START RECORDS SUPPLIED

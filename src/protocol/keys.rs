//! Key token table for macro text substitution.
//!
//! Raw macro text names non-printable keys with bracketed tokens such as
//! `[lctrl]` or `[f5]`. Before transmission each known token is replaced
//! by a single sentinel code unit in the `0xA8..=0xE7` range: special keys
//! carry their HID usage id plus `0x80`, modifiers sit on the HID modifier
//! block at `0xE0..=0xE7`. Unknown bracketed text passes through unescaped.

/// A bracketed key token and its wire sentinel.
#[derive(Debug, Clone, Copy)]
pub struct KeyToken {
    /// Token name as written in raw macro text.
    pub name: &'static str,
    /// Sentinel code unit substituted on the wire.
    pub code: u8,
    /// True for the 8 modifier keys, which the validator counts separately.
    pub modifier: bool,
}

const fn modifier(name: &'static str, code: u8) -> KeyToken {
    KeyToken {
        name,
        code,
        modifier: true,
    }
}

const fn key(name: &'static str, code: u8) -> KeyToken {
    KeyToken {
        name,
        code,
        modifier: false,
    }
}

/// The complete token table. This is a closed set; the device firmware
/// understands exactly these sentinels.
pub const KEY_TOKENS: &[KeyToken] = &[
    // Modifiers (HID modifier bits)
    modifier("[lctrl]", 0xE0),
    modifier("[lshift]", 0xE1),
    modifier("[lalt]", 0xE2),
    modifier("[lgui]", 0xE3),
    modifier("[rctrl]", 0xE4),
    modifier("[rshift]", 0xE5),
    modifier("[ralt]", 0xE6),
    modifier("[rgui]", 0xE7),
    // Editing keys (HID usage id + 0x80)
    key("[enter]", 0xA8),
    key("[esc]", 0xA9),
    key("[backspace]", 0xAA),
    key("[tab]", 0xAB),
    key("[space]", 0xAC),
    // Function keys
    key("[f1]", 0xAD),
    key("[f2]", 0xAE),
    key("[f3]", 0xAF),
    key("[f4]", 0xB0),
    key("[f5]", 0xB1),
    key("[f6]", 0xB2),
    key("[f7]", 0xB3),
    key("[f8]", 0xB4),
    key("[f9]", 0xB5),
    key("[f10]", 0xB6),
    key("[f11]", 0xB7),
    key("[f12]", 0xB8),
    // Navigation keys
    key("[printscreen]", 0xB9),
    key("[scrolllock]", 0xBA),
    key("[pause]", 0xBB),
    key("[insert]", 0xBC),
    key("[home]", 0xBD),
    key("[pageup]", 0xBE),
    key("[delete]", 0xBF),
    key("[end]", 0xC0),
    key("[pagedown]", 0xC1),
    // Arrow keys
    key("[right]", 0xC2),
    key("[left]", 0xC3),
    key("[down]", 0xC4),
    key("[up]", 0xC5),
];

const fn str_eq(a: &str, b: &str) -> bool {
    let (a, b) = (a.as_bytes(), b.as_bytes());
    if a.len() != b.len() {
        return false;
    }
    let mut i = 0;
    while i < a.len() {
        if a[i] != b[i] {
            return false;
        }
        i += 1;
    }
    true
}

// Token names and sentinel codes must be pairwise distinct.
const _: () = {
    let mut i = 0;
    while i < KEY_TOKENS.len() {
        assert!(
            KEY_TOKENS[i].code >= 0xA8 && KEY_TOKENS[i].code <= 0xE7,
            "sentinel code outside 0xA8..=0xE7"
        );
        let mut j = i + 1;
        while j < KEY_TOKENS.len() {
            assert!(
                KEY_TOKENS[i].code != KEY_TOKENS[j].code,
                "duplicate sentinel code"
            );
            assert!(
                !str_eq(KEY_TOKENS[i].name, KEY_TOKENS[j].name),
                "duplicate token name"
            );
            j += 1;
        }
        i += 1;
    }
};

/// Replaces every occurrence of every known token with its sentinel.
///
/// Replacement is sequential over the table. Token patterns are ASCII and
/// every expansion is a single non-ASCII code unit, so no expansion can
/// form a later token's pattern; the result is order-independent.
#[must_use]
pub fn escape(text: &str) -> String {
    let mut out = text.to_owned();
    for token in KEY_TOKENS {
        if out.contains(token.name) {
            let sentinel = char::from(token.code).to_string();
            out = out.replace(token.name, &sentinel);
        }
    }
    out
}

/// Counts modifier-token occurrences in raw (pre-substitution) text.
#[must_use]
pub fn modifier_count(text: &str) -> usize {
    KEY_TOKENS
        .iter()
        .filter(|token| token.modifier)
        .map(|token| text.matches(token.name).count())
        .sum()
}

#[cfg(test)]
mod tests {
    use super::*;

    #[test]
    fn test_table_shape() {
        assert_eq!(KEY_TOKENS.len(), 38);
        assert_eq!(KEY_TOKENS.iter().filter(|t| t.modifier).count(), 8);
    }

    #[test]
    fn test_sentinel_values() {
        let code = |name: &str| {
            KEY_TOKENS
                .iter()
                .find(|t| t.name == name)
                .map(|t| t.code)
                .unwrap()
        };
        assert_eq!(code("[lctrl]"), 0xE0);
        assert_eq!(code("[rgui]"), 0xE7);
        assert_eq!(code("[enter]"), 0xA8);
        assert_eq!(code("[f12]"), 0xB8);
        assert_eq!(code("[up]"), 0xC5);
    }

    #[test]
    fn test_escape_substitutes_tokens() {
        let escaped = escape("[lctrl]c");
        let mut chars = escaped.chars();
        assert_eq!(chars.next(), Some('\u{E0}'));
        assert_eq!(chars.next(), Some('c'));
        assert_eq!(chars.next(), None);
    }

    #[test]
    fn test_escape_is_order_independent() {
        // All tokens concatenated, no overlapping literal occurrences:
        // substituting in table order must equal substituting one at a time
        // in reverse order.
        let text: String = KEY_TOKENS.iter().map(|t| t.name).collect();
        let forward = escape(&text);

        let mut reverse = text.clone();
        for token in KEY_TOKENS.iter().rev() {
            let sentinel = char::from(token.code).to_string();
            reverse = reverse.replace(token.name, &sentinel);
        }

        assert_eq!(forward, reverse);
        assert_eq!(forward.chars().count(), KEY_TOKENS.len());
    }

    #[test]
    fn test_unknown_token_passes_through() {
        assert_eq!(escape("[bogus]x"), "[bogus]x");
    }

    #[test]
    fn test_modifier_count() {
        assert_eq!(modifier_count("abc"), 0);
        assert_eq!(modifier_count("[lctrl]c"), 1);
        assert_eq!(modifier_count("[lctrl][lshift][ralt]x"), 3);
        // Special keys are not modifiers.
        assert_eq!(modifier_count("[enter][f1]"), 0);
    }
}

END RECORDS SUPPLIED

- [EXERCISE AIM]: Every line of the records containing the word "with" must appear in the answer.

- [TASK SOLUTION]:
//! Raw macro text names non-printable keys with bracketed tokens such as
/// Replaces every occurrence of every known token with its sentinel.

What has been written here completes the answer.